/---
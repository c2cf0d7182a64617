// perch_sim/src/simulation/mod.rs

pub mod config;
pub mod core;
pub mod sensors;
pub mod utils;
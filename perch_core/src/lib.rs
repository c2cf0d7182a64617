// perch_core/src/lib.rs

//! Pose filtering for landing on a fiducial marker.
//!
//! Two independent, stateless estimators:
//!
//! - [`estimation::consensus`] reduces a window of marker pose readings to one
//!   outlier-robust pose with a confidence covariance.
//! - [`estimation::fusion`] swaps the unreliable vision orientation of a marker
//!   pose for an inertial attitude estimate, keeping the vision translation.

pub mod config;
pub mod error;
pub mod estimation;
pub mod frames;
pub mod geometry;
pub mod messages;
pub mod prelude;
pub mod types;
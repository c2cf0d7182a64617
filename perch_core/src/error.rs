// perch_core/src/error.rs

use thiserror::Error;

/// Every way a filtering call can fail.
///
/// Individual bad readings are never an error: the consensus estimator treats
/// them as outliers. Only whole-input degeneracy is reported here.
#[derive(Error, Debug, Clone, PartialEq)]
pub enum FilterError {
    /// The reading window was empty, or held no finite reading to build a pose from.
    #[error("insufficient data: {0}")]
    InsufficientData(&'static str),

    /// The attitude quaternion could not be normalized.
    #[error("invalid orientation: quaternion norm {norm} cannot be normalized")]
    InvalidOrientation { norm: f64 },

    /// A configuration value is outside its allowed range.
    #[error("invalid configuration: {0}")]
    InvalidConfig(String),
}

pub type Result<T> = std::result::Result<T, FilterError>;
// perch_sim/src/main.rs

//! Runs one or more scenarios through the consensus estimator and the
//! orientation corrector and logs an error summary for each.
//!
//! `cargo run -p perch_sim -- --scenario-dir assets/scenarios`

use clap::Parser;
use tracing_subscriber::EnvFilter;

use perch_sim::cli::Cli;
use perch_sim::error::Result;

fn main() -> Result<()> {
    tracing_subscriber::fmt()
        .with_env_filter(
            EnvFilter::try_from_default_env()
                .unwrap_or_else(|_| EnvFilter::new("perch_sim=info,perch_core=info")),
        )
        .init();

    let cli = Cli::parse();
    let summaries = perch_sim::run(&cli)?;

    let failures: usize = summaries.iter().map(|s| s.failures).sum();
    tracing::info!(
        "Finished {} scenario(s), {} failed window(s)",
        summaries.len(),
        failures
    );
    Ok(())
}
\---
* Task to complete: Using the data above, repeat every line exactly.

* Answer below:
repository c2cf0d7182a64617
// perch_sim/src/simulation/mod.rs

pub mod config;
pub mod core;
pub mod sensors;
pub mod utils;
filename perch_core/src/lib.rs
repository c2cf0d7182a64617
// perch_core/src/lib.rs

//! Pose filtering for landing on a fiducial marker.
//!
//! Two independent, stateless estimators:
//!
//! - [`estimation::consensus`] reduces a window of marker pose readings to one
//!   outlier-robust pose with a confidence covariance.
//! - [`estimation::fusion`] swaps the unreliable vision orientation of a marker
//!   pose for an inertial attitude estimate, keeping the vision translation.

pub mod config;
pub mod error;
pub mod estimation;
pub mod frames;
pub mod geometry;
pub mod messages;
pub mod prelude;
pub mod types;
repository c2cf0d7182a64617
filename perch_core/src/error.rs
// perch_core/src/error.rs

use thiserror::Error;

/// Every way a filtering call can fail.
///
/// Individual bad readings are never an error: the consensus estimator treats
/// them as outliers. Only whole-input degeneracy is reported here.
#[derive(Error, Debug, Clone, PartialEq)]
pub enum FilterError {
    /// The reading window was empty, or held no finite reading to build a pose from.
    #[error("insufficient data: {0}")]
    InsufficientData(&'static str),

    /// The attitude quaternion could not be normalized.
    #[error("invalid orientation: quaternion norm {norm} cannot be normalized")]
    InvalidOrientation { norm: f64 },

    /// A configuration value is outside its allowed range.
    #[error("invalid configuration: {0}")]
    InvalidConfig(String),
}

pub type Result<T> = std::result::Result<T, FilterError>;
// perch_sim/src/main.rs

//! Runs one or more scenarios through the consensus estimator and the
//! orientation corrector and logs an error summary for each.
//!
//! `cargo run -p perch_sim -- --scenario-dir assets/scenarios`

use clap::Parser;
use tracing_subscriber::EnvFilter;

use perch_sim::cli::Cli;
use perch_sim::error::Result;

fn main() -> Result<()> {
    tracing_subscriber::fmt()
        .with_env_filter(
            EnvFilter::try_from_default_env()
                .unwrap_or_else(|_| EnvFilter::new("perch_sim=info,perch_core=info")),
        )
        .init();

    let cli = Cli::parse();
    let summaries = perch_sim::run(&cli)?;

    let failures: usize = summaries.iter().map(|s| s.failures).sum();
    tracing::info!(
        "Finished {} scenario(s), {} failed window(s)",
        summaries.len(),
        failures
    );
    Ok(())
}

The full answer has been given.